# MATERIAL SUPPLIED
>>>>>
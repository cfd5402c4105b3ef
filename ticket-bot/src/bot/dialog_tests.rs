//! Unit tests for the chat flow.

use super::*;
use crate::bot::telegram_len;
use crate::domain::{Language, SearchQuery};
use crate::railway::{SAMPLE_RESPONSE, TicketError, TrainSearchData, TrainSearchResponse};
use crate::search::{FailureKind, RetryConfig};
use crate::stations::StationDirectory;
use std::collections::VecDeque;
use std::sync::{Arc, Mutex};

const CHAT: i64 = 42;
const CALENDAR_MESSAGE: i32 = 7;

fn today() -> NaiveDate {
    NaiveDate::from_ymd_opt(2025, 9, 2).unwrap()
}

fn sample_data() -> TrainSearchData {
    let response: TrainSearchResponse = serde_json::from_str(SAMPLE_RESPONSE).unwrap();
    response.data.unwrap()
}

/// Sample data with the first train repeated `n` times.
fn many_trains(n: usize) -> TrainSearchData {
    let mut data = sample_data();
    let forward = data.directions.forward.as_mut().unwrap();
    let train = forward.trains[0].clone();
    forward.trains = vec![train; n];
    data
}

/// Provider replaying scripted responses and recording queries.
#[derive(Default)]
struct ScriptedProvider {
    responses: Mutex<VecDeque<Result<TrainSearchData, TicketError>>>,
    queries: Mutex<Vec<SearchQuery>>,
    language: Mutex<Option<Language>>,
}

impl ScriptedProvider {
    fn new(responses: Vec<Result<TrainSearchData, TicketError>>) -> Self {
        Self {
            responses: Mutex::new(responses.into()),
            ..Self::default()
        }
    }
}

impl TrainProvider for Arc<ScriptedProvider> {
    async fn search_trains(&self, query: &SearchQuery) -> Result<TrainSearchData, TicketError> {
        self.queries.lock().unwrap().push(query.clone());
        self.responses
            .lock()
            .unwrap()
            .pop_front()
            .unwrap_or(Err(TicketError::Rejected {
                status: 503,
                body: "unavailable".to_string(),
            }))
    }

    async fn set_language(&self, language: Language) {
        *self.language.lock().unwrap() = Some(language);
    }
}

fn dialog_with(
    responses: Vec<Result<TrainSearchData, TicketError>>,
) -> (Dialog<Arc<ScriptedProvider>>, Arc<ScriptedProvider>, CancellationToken) {
    let provider = Arc::new(ScriptedProvider::new(responses));
    let search = SearchService::new(
        Arc::clone(&provider),
        Arc::new(StationDirectory::uzbekistan()),
        RetryConfig::new(1, 0, 30),
    );
    let shutdown = CancellationToken::new();
    let dialog = Dialog::new(search, ConversationStore::default(), shutdown.clone());
    (dialog, provider, shutdown)
}

async fn say(dialog: &Dialog<Arc<ScriptedProvider>>, text: &str) -> Vec<Reply> {
    let mut out = Vec::new();
    dialog.on_text(CHAT, text, today(), &mut out).await;
    out
}

async fn press(dialog: &Dialog<Arc<ScriptedProvider>>, data: &str) -> Vec<Reply> {
    let mut out = Vec::new();
    dialog
        .on_callback(CHAT, CALENDAR_MESSAGE, data, today(), &mut out)
        .await;
    out
}

async fn command(dialog: &Dialog<Arc<ScriptedProvider>>, command: Command) -> Vec<Reply> {
    let mut out = Vec::new();
    dialog.on_command(CHAT, command, today(), &mut out).await;
    out
}

fn text_of(reply: &Reply) -> &str {
    match reply {
        Reply::Send { text, .. } | Reply::Edit { text, .. } => text,
        Reply::Pause(_) => "",
    }
}

fn markup_of(reply: &Reply) -> Option<&Markup> {
    match reply {
        Reply::Send { markup, .. } | Reply::Edit { markup, .. } => Some(markup),
        Reply::Pause(_) => None,
    }
}

#[tokio::test]
async fn guided_search_for_today() {
    let (dialog, provider, _) = dialog_with(vec![Ok(sample_data())]);

    let replies = say(&dialog, "🔍 Search Trains").await;
    assert_eq!(text_of(&replies[0]), format::PROMPT_ORIGIN_TODAY);
    assert!(matches!(markup_of(&replies[0]), Some(Markup::Stations(names)) if names.contains(&"Toshkent")));

    let replies = say(&dialog, "Toshkent").await;
    assert_eq!(text_of(&replies[0]), format::prompt_destination("Toshkent"));

    let replies = say(&dialog, "Samarqand").await;
    assert_eq!(replies.len(), 3);
    assert!(text_of(&replies[0]).starts_with("✅ *Search Confirmation*"));
    assert_eq!(
        text_of(&replies[1]),
        "🔍 Searching trains from Toshkent to Samarqand on 2025-09-02..."
    );
    // Guided searches list sold-out trains too.
    assert!(text_of(&replies[2]).starts_with("🚂 *Found 2 train(s):*"));
    assert_eq!(markup_of(&replies[2]), Some(&Markup::MainMenu));

    let directory = StationDirectory::uzbekistan();
    let queries = provider.queries.lock().unwrap();
    assert_eq!(queries.len(), 1);
    assert_eq!(queries[0].origin(), directory.resolve("Toshkent"));
    assert_eq!(queries[0].destination(), directory.resolve("Samarqand"));
    assert_eq!(queries[0].date(), today());
}

#[tokio::test]
async fn same_station_keeps_waiting() {
    let (dialog, provider, _) = dialog_with(vec![Ok(sample_data())]);

    say(&dialog, "🔍 Search Trains").await;
    say(&dialog, "Toshkent").await;
    let replies = say(&dialog, "Toshkent").await;
    assert_eq!(text_of(&replies[0]), format::SAME_STATION);

    let replies = say(&dialog, "Buxoro").await;
    assert!(text_of(&replies[0]).contains("🎯 To: *Buxoro*"));
    assert_eq!(provider.queries.lock().unwrap().len(), 1);
}

#[tokio::test]
async fn dated_search_through_calendar() {
    let (dialog, provider, _) = dialog_with(vec![Ok(sample_data())]);
    let september = CalendarMonth::new(2025, 9).unwrap();
    let october = CalendarMonth::new(2025, 10).unwrap();

    let replies = say(&dialog, "📅 Search by Date").await;
    assert_eq!(
        replies,
        vec![Reply::plain(calendar_text(september), Markup::Calendar(september))]
    );

    let replies = press(&dialog, "month_2025_10").await;
    assert_eq!(
        replies,
        vec![Reply::Edit {
            message_id: CALENDAR_MESSAGE,
            text: calendar_text(october),
            markup: Markup::Calendar(october),
        }]
    );

    let replies = press(&dialog, "date_2025_9_1").await;
    assert_eq!(text_of(&replies[0]), format::DATE_IN_PAST);

    let replies = press(&dialog, "date_2025_10_5").await;
    assert_eq!(
        replies[0],
        Reply::Edit {
            message_id: CALENDAR_MESSAGE,
            text: "✅ Selected date: 2025-10-05".to_string(),
            markup: Markup::None,
        }
    );
    assert_eq!(text_of(&replies[1]), format::PROMPT_ORIGIN);

    say(&dialog, "Toshkent").await;
    let replies = say(&dialog, "Xiva").await;
    assert!(text_of(&replies[0]).contains("📅 Date: *2025-10-05*"));

    let queries = provider.queries.lock().unwrap();
    assert_eq!(queries[0].date(), NaiveDate::from_ymd_opt(2025, 10, 5).unwrap());
}

#[tokio::test]
async fn text_while_picking_date_returns_to_menu() {
    let (dialog, _, _) = dialog_with(Vec::new());

    say(&dialog, "📅 Search by Date").await;
    let replies = say(&dialog, "Toshkent").await;
    assert_eq!(text_of(&replies[0]), format::WELCOME);
    assert_eq!(markup_of(&replies[0]), Some(&Markup::MainMenu));
}

#[tokio::test]
async fn calendar_filler_buttons_do_nothing() {
    let (dialog, _, _) = dialog_with(Vec::new());
    assert!(press(&dialog, "header").await.is_empty());
    assert!(press(&dialog, "empty").await.is_empty());
    assert!(press(&dialog, "something_else").await.is_empty());
}

#[tokio::test]
async fn inline_back_resets_flow() {
    let (dialog, _, _) = dialog_with(Vec::new());

    say(&dialog, "🔍 Search Trains").await;
    say(&dialog, "Toshkent").await;
    let replies = press(&dialog, "main_menu").await;
    assert_eq!(text_of(&replies[0]), format::WELCOME);

    // Idle again, so a single word is not a station.
    let replies = say(&dialog, "Samarqand").await;
    assert_eq!(text_of(&replies[0]), format::UNRECOGNIZED);
}

#[tokio::test]
async fn quick_search_with_date() {
    let (dialog, provider, _) = dialog_with(vec![Ok(sample_data())]);

    let replies = say(&dialog, "toshkent samarqand 2025-09-10").await;
    assert_eq!(
        text_of(&replies[0]),
        "🔍 Searching trains from toshkent to samarqand on 2025-09-10..."
    );
    assert!(text_of(&replies[1]).starts_with("🚂 *Found 2 train(s):*"));

    let queries = provider.queries.lock().unwrap();
    assert_eq!(queries[0].date(), NaiveDate::from_ymd_opt(2025, 9, 10).unwrap());
}

#[tokio::test]
async fn search_command_lists_available_only() {
    let (dialog, _, _) = dialog_with(vec![Ok(sample_data())]);

    let replies = command(&dialog, Command::Search("Toshkent Samarqand".to_string())).await;
    assert_eq!(replies.len(), 2);
    assert!(text_of(&replies[1]).starts_with("🚂 *Found 1 train(s):*"));
    assert_eq!(markup_of(&replies[1]), Some(&Markup::None));
}

#[tokio::test]
async fn command_usage_errors() {
    let (dialog, provider, _) = dialog_with(Vec::new());

    let replies = command(&dialog, Command::Search("Toshkent".to_string())).await;
    assert_eq!(text_of(&replies[0]), format::SEARCH_USAGE);

    let replies = command(&dialog, Command::SearchDate("Toshkent Xiva".to_string())).await;
    assert_eq!(text_of(&replies[0]), format::SEARCH_DATE_USAGE);

    let replies =
        command(&dialog, Command::SearchDate("Toshkent Xiva 15-01-2025".to_string())).await;
    assert_eq!(text_of(&replies[0]), format::INVALID_DATE);

    assert!(provider.queries.lock().unwrap().is_empty());
}

#[tokio::test]
async fn search_date_command_uses_date() {
    let (dialog, provider, _) = dialog_with(vec![Ok(TrainSearchData::default())]);

    let replies =
        command(&dialog, Command::SearchDate("Toshkent Xiva 2025-09-20".to_string())).await;
    assert_eq!(
        text_of(&replies[1]),
        format::no_trains("Toshkent", "Xiva", NaiveDate::from_ymd_opt(2025, 9, 20).unwrap(), StationHint::Command)
    );
    assert_eq!(
        provider.queries.lock().unwrap()[0].date(),
        NaiveDate::from_ymd_opt(2025, 9, 20).unwrap()
    );
}

#[tokio::test]
async fn failures_map_to_messages() {
    let (dialog, _, _) = dialog_with(vec![
        Err(TicketError::Rejected {
            status: 403,
            body: "Forbidden".to_string(),
        }),
        Err(TicketError::Rejected {
            status: 502,
            body: "Bad Gateway".to_string(),
        }),
        Err(TicketError::EmptyResponse),
    ]);

    let expected = [
        FailureKind::Authentication,
        FailureKind::Transient,
        FailureKind::Unexpected,
    ];
    for kind in expected {
        let replies = say(&dialog, "Toshkent Samarqand").await;
        assert_eq!(replies.len(), 2);
        assert_eq!(text_of(&replies[1]), format::failure_message(kind));
        assert_eq!(markup_of(&replies[1]), Some(&Markup::MainMenu));
    }
}

#[tokio::test]
async fn shutdown_cancels_search() {
    let (dialog, provider, shutdown) = dialog_with(vec![Ok(sample_data())]);
    shutdown.cancel();

    let replies = say(&dialog, "Toshkent Samarqand").await;
    assert_eq!(
        text_of(&replies[1]),
        format::failure_message(FailureKind::Unexpected)
    );
    assert!(provider.queries.lock().unwrap().is_empty());
}

#[tokio::test]
async fn long_results_are_split_with_pauses() {
    let (dialog, _, _) = dialog_with(vec![Ok(many_trains(60))]);

    let replies = say(&dialog, "Toshkent Samarqand").await;
    let parts: Vec<&Reply> = replies[1..]
        .iter()
        .filter(|r| !matches!(r, Reply::Pause(_)))
        .collect();
    let pauses = replies
        .iter()
        .filter(|r| **r == Reply::Pause(PART_PAUSE))
        .count();

    assert!(parts.len() > 1);
    assert_eq!(pauses, parts.len() - 1);
    assert!(parts
        .iter()
        .all(|p| telegram_len(text_of(p)) <= TELEGRAM_MESSAGE_LIMIT));
    // Only the last part carries the menu.
    assert_eq!(markup_of(parts[parts.len() - 1]), Some(&Markup::MainMenu));
    assert_eq!(markup_of(parts[0]), Some(&Markup::None));
}

#[tokio::test]
async fn language_button_switches_provider() {
    let (dialog, provider, _) = dialog_with(Vec::new());

    let replies = say(&dialog, "🌍 Change Language").await;
    assert_eq!(markup_of(&replies[0]), Some(&Markup::Languages));

    let replies = say(&dialog, "🇷🇺 Русский").await;
    assert_eq!(text_of(&replies[0]), format::language_changed(Language::Russian));
    assert_eq!(markup_of(&replies[0]), Some(&Markup::InlineBack));
    assert_eq!(*provider.language.lock().unwrap(), Some(Language::Russian));
}

#[tokio::test]
async fn static_commands() {
    let (dialog, _, _) = dialog_with(Vec::new());

    let replies = command(&dialog, Command::Start).await;
    assert_eq!(replies, vec![Reply::markdown(format::WELCOME, Markup::MainMenu)]);

    let replies = command(&dialog, Command::Help).await;
    assert_eq!(text_of(&replies[0]), format::HELP);

    let replies = command(&dialog, Command::Stations).await;
    assert!(text_of(&replies[0]).starts_with("🚉 *Available Railway Stations:*"));
    assert_eq!(markup_of(&replies[0]), Some(&Markup::BackToMenu));
}

#[tokio::test]
async fn chats_are_independent() {
    let (dialog, _, _) = dialog_with(Vec::new());

    say(&dialog, "🔍 Search Trains").await;
    let mut out = Vec::new();
    dialog.on_text(CHAT + 1, "Toshkent", today(), &mut out).await;
    assert_eq!(text_of(&out[0]), format::UNRECOGNIZED);

    let replies = say(&dialog, "Toshkent").await;
    assert_eq!(text_of(&replies[0]), format::prompt_destination("Toshkent"));
}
<<<<<
# THE PROBLEM
Copy exactly the lines from the top of the entries through the line with "let forward = data.directions.forward.as_mut().unwrap();" in it, please, keeping both ends and adding nothing.

# ANSWER TO THIS TASK
repository cfd5402c4105b3ef
filename ticket-bot/src/bot/dialog_tests.rs
//! Unit tests for the chat flow.

use super::*;
use crate::bot::telegram_len;
use crate::domain::{Language, SearchQuery};
use crate::railway::{SAMPLE_RESPONSE, TicketError, TrainSearchData, TrainSearchResponse};
use crate::search::{FailureKind, RetryConfig};
use crate::stations::StationDirectory;
use std::collections::VecDeque;
use std::sync::{Arc, Mutex};

const CHAT: i64 = 42;
const CALENDAR_MESSAGE: i32 = 7;

fn today() -> NaiveDate {
    NaiveDate::from_ymd_opt(2025, 9, 2).unwrap()
}

fn sample_data() -> TrainSearchData {
    let response: TrainSearchResponse = serde_json::from_str(SAMPLE_RESPONSE).unwrap();
    response.data.unwrap()
}

/// Sample data with the first train repeated `n` times.
fn many_trains(n: usize) -> TrainSearchData {
    let mut data = sample_data();
    let forward = data.directions.forward.as_mut().unwrap();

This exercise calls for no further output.